■ **RECORD EXCERPTS**
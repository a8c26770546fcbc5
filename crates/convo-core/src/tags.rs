//! Tag Parser — converts raw tag strings from the story interpreter's
//! `currentTags` into a structured [`TagMap`].
//!
//! Pure and side-effect-free: the same tag sequence always produces the same
//! map, and nothing here touches story state or the clock.

use std::collections::HashMap;

/// A single parsed tag value, prior to any typed interpretation.
#[derive(Debug, Clone, PartialEq, Eq)]
pub enum TagValue {
    /// A bare `key` tag with no colon — `key = true`.
    Flag,
    /// A `key:rest` tag, trimmed.
    Text(String),
}

/// Namespaced `status:sub:value` tags. `presence:X` is routed here too, as
/// `status.presence`.
#[derive(Debug, Clone, Default, PartialEq, Eq)]
pub struct StatusMap {
    battery: Option<i64>,
    signal: Option<i64>,
    presence: Option<String>,
    other: HashMap<String, String>,
}

impl StatusMap {
    pub fn battery(&self) -> Option<i64> {
        self.battery
    }

    pub fn signal(&self) -> Option<i64> {
        self.signal
    }

    pub fn presence(&self) -> Option<&str> {
        self.presence.as_deref()
    }

    pub fn get(&self, sub: &str) -> Option<&str> {
        match sub {
            "battery" | "signal" => None,
            "presence" => self.presence.as_deref(),
            _ => self.other.get(sub).map(String::as_str),
        }
    }

    pub fn is_empty(&self) -> bool {
        self.battery.is_none()
            && self.signal.is_none()
            && self.presence.is_none()
            && self.other.is_empty()
    }
}

/// `receipt:status:label` — an explicit, label-addressed receipt upgrade
/// captured in the current chunk.
#[derive(Debug, Clone, PartialEq, Eq)]
pub struct ReceiptDeferred {
    pub status: String,
    pub label: String,
}

/// The structured result of parsing one chunk's tag sequence.
///
/// Narrow typed accessors are provided for every tag in the authoritative
/// vocabulary; unknown tags are parsed into `fields` but have
/// no named accessor, since schema enforcement lives upstream in the
/// authoring linters, not here.
#[derive(Debug, Clone, Default, PartialEq, Eq)]
pub struct TagMap {
    fields: HashMap<String, TagValue>,
    status: StatusMap,
    receipt: Option<String>,
    receipt_deferred: Option<ReceiptDeferred>,
}

impl TagMap {
    /// Parse an ordered tag sequence into a `TagMap`. Duplicate keys within
    /// the sequence are resolved last-wins.
    pub fn parse<S: AsRef<str>>(tags: &[S]) -> Self {
        let mut map = TagMap::default();

        for raw in tags {
            let raw = raw.as_ref().trim();
            if raw.is_empty() {
                continue;
            }

            match raw.split_once(':') {
                None => {
                    map.fields.insert(raw.to_string(), TagValue::Flag);
                }
                Some((key, rest)) => {
                    let key = key.trim();
                    let rest = rest.trim();
                    match key {
                        "status" => match rest.split_once(':') {
                            Some((sub, value)) => {
                                let sub = sub.trim();
                                let value = value.trim();
                                match sub {
                                    "battery" => match value.parse::<i64>() {
                                        Ok(n) => map.status.battery = Some(n),
                                        Err(_) => tracing::warn!(
                                            value,
                                            "status:battery tag is not an integer"
                                        ),
                                    },
                                    "signal" => match value.parse::<i64>() {
                                        Ok(n) => map.status.signal = Some(n),
                                        Err(_) => tracing::warn!(
                                            value,
                                            "status:signal tag is not an integer"
                                        ),
                                    },
                                    other => {
                                        map.status.other.insert(other.to_string(), value.to_string());
                                    }
                                }
                            }
                            None => tracing::warn!(tag = raw, "malformed status tag, ignoring"),
                        },
                        "presence" => {
                            map.status.presence = Some(rest.to_string());
                        }
                        "receipt" => match rest.split_once(':') {
                            Some((status, label)) => {
                                map.receipt_deferred = Some(ReceiptDeferred {
                                    status: status.trim().to_string(),
                                    label: label.trim().to_string(),
                                });
                                map.receipt = None;
                            }
                            None => {
                                map.receipt = Some(rest.to_string());
                                map.receipt_deferred = None;
                            }
                        },
                        _ => {
                            map.fields
                                .insert(key.to_string(), TagValue::Text(rest.to_string()));
                        }
                    }
                }
            }
        }

        map
    }

    fn get_str(&self, key: &str) -> Option<&str> {
        match self.fields.get(key) {
            Some(TagValue::Text(s)) => Some(s.as_str()),
            _ => None,
        }
    }

    fn get_flag(&self, key: &str) -> bool {
        matches!(self.fields.get(key), Some(TagValue::Flag))
            || matches!(self.fields.get(key), Some(TagValue::Text(s)) if s == "true")
    }

    pub fn speaker(&self) -> Option<&str> {
        self.get_str("speaker")
    }

    pub fn message_type(&self) -> Option<&str> {
        self.get_str("type")
    }

    pub fn time(&self) -> Option<&str> {
        self.get_str("time")
    }

    pub fn date(&self) -> Option<&str> {
        self.get_str("date")
    }

    pub fn day(&self) -> Option<&str> {
        self.get_str("day")
    }

    pub fn delay_ms(&self) -> Option<u64> {
        self.get_str("delay").and_then(|s| s.parse().ok())
    }

    pub fn attachment(&self) -> Option<&str> {
        self.get_str("attachment")
    }

    pub fn image(&self) -> Option<&str> {
        self.get_str("image")
    }

    pub fn audio(&self) -> Option<&str> {
        self.get_str("audio")
    }

    pub fn duration(&self) -> Option<f64> {
        self.get_str("duration").and_then(|s| s.parse().ok())
    }

    pub fn sfx(&self) -> Option<&str> {
        self.get_str("sfx")
    }

    pub fn class(&self) -> Option<&str> {
        self.get_str("class")
    }

    pub fn view(&self) -> Option<&str> {
        self.get_str("view")
    }

    pub fn clear(&self) -> bool {
        self.get_flag("clear")
    }

    pub fn status(&self) -> &StatusMap {
        &self.status
    }

    pub fn presence(&self) -> Option<&str> {
        self.status.presence()
    }

    pub fn connection(&self) -> Option<&str> {
        self.get_str("connection")
    }

    pub fn story_start(&self) -> bool {
        self.get_flag("story_start")
    }

    pub fn target_chat(&self) -> Option<&str> {
        self.get_str("targetChat")
    }

    pub fn notification_preview(&self) -> Option<&str> {
        self.get_str("notificationPreview")
    }

    pub fn immediate(&self) -> bool {
        self.get_flag("immediate")
    }

    pub fn label(&self) -> Option<&str> {
        self.get_str("label")
    }

    pub fn quote_ref(&self) -> Option<&str> {
        self.get_str("quoteRef")
    }

    pub fn quote(&self) -> Option<&str> {
        self.get_str("quote")
    }

    pub fn quote_from(&self) -> Option<&str> {
        self.get_str("quoteFrom")
    }

    pub fn quote_image(&self) -> Option<&str> {
        self.get_str("quoteImage")
    }

    pub fn quote_audio(&self) -> Option<&str> {
        self.get_str("quoteAudio")
    }

    pub fn link_url(&self) -> Option<&str> {
        self.get_str("linkUrl")
    }

    pub fn link_domain(&self) -> Option<&str> {
        self.get_str("linkDomain")
    }

    pub fn link_title(&self) -> Option<&str> {
        self.get_str("linkTitle")
    }

    pub fn link_desc(&self) -> Option<&str> {
        self.get_str("linkDesc")
    }

    pub fn link_image(&self) -> Option<&str> {
        self.get_str("linkImage")
    }

    pub fn link_layout(&self) -> Option<&str> {
        self.get_str("linkLayout")
    }

    pub fn link_video(&self) -> bool {
        self.get_flag("linkVideo")
    }

    pub fn typing(&self) -> bool {
        self.get_flag("typing")
    }

    pub fn receipt(&self) -> Option<&str> {
        self.receipt.as_deref()
    }

    pub fn receipt_deferred(&self) -> Option<&ReceiptDeferred> {
        self.receipt_deferred.as_ref()
    }

    /// True if no tag in the chunk carried anything beyond a `status:*`/
    /// `presence:*` namespace entry — used by the chunk step to detect a
    /// status-only chunk.
    pub fn has_only_status(&self) -> bool {
        !self.status.is_empty()
            && self.receipt.is_none()
            && self.receipt_deferred.is_none()
            && self.fields.is_empty()
    }

    pub fn is_empty_of_content(&self) -> bool {
        self.status.is_empty()
            && self.fields.is_empty()
            && self.receipt.is_none()
            && self.receipt_deferred.is_none()
    }

    /// True if the only content-bearing tag in the chunk is `delay:*`
    /// ("Delay only").
    pub fn has_only_delay(&self) -> bool {
        self.status.is_empty()
            && self.receipt.is_none()
            && self.receipt_deferred.is_none()
            && self.fields.len() == 1
            && self.fields.contains_key("delay")
    }
}

#[cfg(test)]
mod tests {
    use super::*;

    #[test]
    fn bare_tag_is_a_flag() {
        let map = TagMap::parse(&["story_start"]);
        assert!(map.story_start());
    }

    #[test]
    fn keyed_tag_is_trimmed() {
        let map = TagMap::parse(&["speaker:  Pat  "]);
        assert_eq!(map.speaker(), Some("Pat"));
    }

    #[test]
    fn status_sub_battery_parses_as_integer() {
        let map = TagMap::parse(&["status:battery:75"]);
        assert_eq!(map.status().battery(), Some(75));
    }

    #[test]
    fn status_sub_weather_stays_a_string() {
        let map = TagMap::parse(&["status:weather:rainy"]);
        assert_eq!(map.status().get("weather"), Some("rainy"));
    }

    #[test]
    fn presence_preserves_lastseen_form() {
        let map = TagMap::parse(&["presence:lastseen:14:30"]);
        assert_eq!(map.presence(), Some("lastseen:14:30"));
    }

    #[test]
    fn receipt_status_label_is_deferred() {
        let map = TagMap::parse(&["receipt:read:msg-42"]);
        assert_eq!(
            map.receipt_deferred(),
            Some(&ReceiptDeferred {
                status: "read".to_string(),
                label: "msg-42".to_string()
            })
        );
        assert_eq!(map.receipt(), None);
    }

    #[test]
    fn receipt_status_alone_is_immediate() {
        let map = TagMap::parse(&["receipt:delivered"]);
        assert_eq!(map.receipt(), Some("delivered"));
        assert_eq!(map.receipt_deferred(), None);
    }

    #[test]
    fn duplicate_keys_last_wins() {
        let map = TagMap::parse(&["speaker:Pat", "speaker:Sam"]);
        assert_eq!(map.speaker(), Some("Sam"));
    }

    #[test]
    fn unknown_sub_key_is_ignored_but_non_fatal() {
        let map = TagMap::parse(&["status:"]);
        assert!(map.status().is_empty());
    }
}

■ **PROBLEM REQUIREMENTS**
Looking at the data above, count each line that holds the word "duration" and report the count alone.

■ **RESPONSE BELOW**
2